Most of the startup companies like to advertise through signage videos via digital signage boards which are in the public places. Is this workable for them or not? :question:

----------


## Neo

> Most of the startup companies like to advertise through signage videos via digital signage boards which are in the public places. Is this workable for them or not?


Yes, indeed! It's more engaging, easy to create and update, and cost effective. It reinforces brand recognition and generate more sales.

----------


## Dhiya

Why do you think signage videos reinforces brand recognition? Most of us don't like to see those video and always we are addicted to smartphones. For an example, There is a signage video in bus stand. I am waiting for the bus and I don't care about the signage video and am using my smart phone. So, What's the impact from these signage videos to our generation?

----------


## Neo

> Why do you think signage videos reinforces brand recognition? Most of us don't like to see those video and always we are addicted to smartphones. For an example, There is a signage video in bus stand. I am waiting for the bus and I don't care about the signage video and am using my smart phone. So, What's the impact from these signage videos to our generation?

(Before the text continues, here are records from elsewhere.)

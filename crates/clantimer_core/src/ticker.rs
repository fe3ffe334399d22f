//! Periodic reconciliation loop.
//!
//! # Responsibility
//! - Run `TimerService::tick` at a fixed interval on a background thread.
//! - Serialize all access to the snapshot through one mutex.
//!
//! # Invariants
//! - After `TickHandle::stop` (or drop) returns, no further tick runs.
//! - Tick failures are logged and handed to the callback, never dropped.

use crate::clock::Clock;
use crate::service::timer_service::{ServiceError, TickReport, TimerService};
use crate::store::SnapshotStore;
use log::{error, info};
use std::io;
use std::sync::mpsc::{self, RecvTimeoutError, Sender};
use std::sync::{Arc, Mutex};
use std::thread::{self, JoinHandle};
use std::time::Duration;

/// Single-writer handle shared between the host and its tick loop.
pub type SharedTimerService<S> = Arc<Mutex<TimerService<S>>>;

pub fn shared<S: SnapshotStore>(service: TimerService<S>) -> SharedTimerService<S> {
    Arc::new(Mutex::new(service))
}

/// Runs one reconciliation under the shared lock.
pub fn run_tick<S: SnapshotStore>(
    service: &SharedTimerService<S>,
    now: i64,
) -> Result<TickReport, ServiceError> {
    let mut guard = service.lock().map_err(|_| ServiceError::LockPoisoned)?;
    guard.tick(now)
}

/// Starts a tick loop; the returned handle stops it.
///
/// The first tick fires one `interval` after start.
///
/// # Errors
/// - `InvalidInput` for a zero `interval`.
/// - Any error from spawning the loop thread.
pub fn start<S, C, F>(
    service: SharedTimerService<S>,
    clock: C,
    interval: Duration,
    mut on_tick: F,
) -> io::Result<TickHandle>
where
    S: SnapshotStore + Send + 'static,
    C: Clock + 'static,
    F: FnMut(Result<TickReport, ServiceError>) + Send + 'static,
{
    if interval.is_zero() {
        return Err(io::Error::new(
            io::ErrorKind::InvalidInput,
            "tick interval must be greater than zero",
        ));
    }
    let (stop_tx, stop_rx) = mpsc::channel::<()>();
    let interval_ms = interval.as_millis();

    let thread = thread::Builder::new()
        .name("clantimer-tick".to_string())
        .spawn(move || {
            info!("event=tick_loop module=ticker status=start interval_ms={interval_ms}");
            loop {
                match stop_rx.recv_timeout(interval) {
                    Err(RecvTimeoutError::Timeout) => {}
                    Ok(()) | Err(RecvTimeoutError::Disconnected) => break,
                }

                let result = run_tick(&service, clock.now_epoch_ms());
                if let Err(err) = &result {
                    error!("event=tick module=ticker status=error error={err}");
                }
                on_tick(result);
            }
            info!("event=tick_loop module=ticker status=stopped");
        })?;

    Ok(TickHandle {
        stop_tx: Some(stop_tx),
        thread: Some(thread),
    })
}

/// Owner of a running tick loop.
#[derive(Debug)]
pub struct TickHandle {
    stop_tx: Option<Sender<()>>,
    thread: Option<JoinHandle<()>>,
}

impl TickHandle {
    /// Stops the loop and waits for an in-flight tick to finish.
    pub fn stop(mut self) {
        self.shutdown();
    }

    pub fn is_running(&self) -> bool {
        self.thread
            .as_ref()
            .is_some_and(|thread| !thread.is_finished())
    }

    fn shutdown(&mut self) {
        if let Some(stop_tx) = self.stop_tx.take() {
            // Receiver is gone if the thread already exited.
            let _ = stop_tx.send(());
        }
        if let Some(thread) = self.thread.take() {
            if thread.join().is_err() {
                error!("event=tick_loop module=ticker status=error error_code=thread_panicked");
            }
        }
    }
}

impl Drop for TickHandle {
    fn drop(&mut self) {
        self.shutdown();
    }
}
//! Plain-text rendering of account and timer views.

use chrono::{Local, TimeZone};
use clantimer_core::{AccountSummary, CompletedTimer, TimerView};

pub fn account_list(summaries: &[AccountSummary]) -> String {
    if summaries.is_empty() {
        return "No accounts yet. Add one with `clantimer add-account <name>`.\n".to_string();
    }

    let width = name_width(summaries.iter().map(|summary| summary.name.as_str()));
    let mut out = String::new();
    for summary in summaries {
        let badge = summary.availability.to_string();
        match &summary.closest {
            Some(closest) => out.push_str(&format!(
                "{:<width$}  {:>5}  {}\n",
                summary.name,
                badge,
                closest.label()
            )),
            None => out.push_str(&format!("{:<width$}  {:>5}\n", summary.name, badge)),
        }
    }
    out
}

pub fn timer_list(account_name: &str, timers: &[TimerView]) -> String {
    let mut out = format!("{account_name}\n");
    if timers.is_empty() {
        out.push_str("  (no timers)\n");
        return out;
    }

    let width = name_width(timers.iter().map(|timer| timer.name.as_str()));
    for timer in timers {
        let ready_at = timer
            .end_timestamp
            .filter(|_| !timer.available)
            .and_then(local_clock_time);
        match ready_at {
            Some(ready_at) => out.push_str(&format!(
                "  {:<width$}  {}  (ready {ready_at})\n",
                timer.name,
                timer.status_label()
            )),
            None => out.push_str(&format!(
                "  {:<width$}  {}\n",
                timer.name,
                timer.status_label()
            )),
        }
    }
    out
}

pub fn completion(completed: &CompletedTimer) -> String {
    format!(
        "{} / {} is ready",
        completed.account_name, completed.timer_name
    )
}

fn local_clock_time(epoch_ms: i64) -> Option<String> {
    Local
        .timestamp_millis_opt(epoch_ms)
        .single()
        .map(|instant| instant.format("%a %H:%M").to_string())
}

fn name_width<'a>(names: impl Iterator<Item = &'a str>) -> usize {
    names.map(|name| name.chars().count()).max().unwrap_or(0)
}

#[cfg(test)]
mod tests {
    use super::{account_list, timer_list};
    use clantimer_core::service::views;
    use clantimer_core::{Account, Snapshot, Timer};

    const NOW: i64 = 1_760_000_000_000;

    #[test]
    fn empty_account_list_has_hint() {
        assert!(account_list(&[]).contains("add-account"));
    }

    #[test]
    fn account_rows_show_badge_and_closest() {
        let snapshot = Snapshot::new(vec![
            Account::with_timers("Main", vec![Timer::running("Laboratory", NOW + 5_400_000)]),
            Account::with_timers("Alternate", vec![Timer::new("Builder 1")]),
        ]);
        let text = account_list(&views::account_summaries(&snapshot, NOW));
        let lines: Vec<&str> = text.lines().collect();
        assert_eq!(lines[0], "Alternate    1/1");
        assert_eq!(lines[1], "Main         0/1  Laboratory: 1h 30m");
    }

    #[test]
    fn available_timers_have_no_ready_time() {
        let account = Account::with_timers(
            "Main",
            vec![Timer::new("Builder 1"), Timer::running("Pet House", NOW + 60_000)],
        );
        let id = account.id;
        let snapshot = Snapshot::new(vec![account]);
        let views = views::timer_views(&snapshot, id, NOW).unwrap();

        let text = timer_list("Main", &views);
        let lines: Vec<&str> = text.lines().collect();
        assert_eq!(lines[0], "Main");
        assert_eq!(lines[1], "  Builder 1  Available");
        assert!(lines[2].starts_with("  Pet House  0h 1m  (ready "));
    }
}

An effective digital signage will influence you psychologically. The example you have mentioned is common behavior of people, you feel that you have not noticed, but unknowingly you have noticed the advertisement. Later, you will remember the AD, when the need arises. It all depends on how the AD is created and placed to influence consumer behavior. Organization should consider various elements before placing the AD such as relevance to customers based on the area/region etc, branding color and so on. The 2 rules of good digital signage are 1. know your audience, define your objective. This gives consumers a better advertisement experience. Consumer centric digital signage will benefit the organization if they follow the base principles in digital signage.

----------


## Dhiya

I got it. Yes! Signage videos are workable if it is more attractive to the audience.

----------


## Moana

> Most of the startup companies like to advertise through signage videos via digital signage boards which are in the public places. Is this workable for them or not?


The flexibility of this medium also opens up a variety of possibilities and scenarios that were previously impossible.
his technology also allows marketers to think outside of the box and market in places where a message may not be expected

----------


## Moana

> Most of the startup companies like to advertise through signage videos via digital signage boards which are in the public places. Is this workable for them or not?


It will create more loyal customers and engage more as Neo said!

----------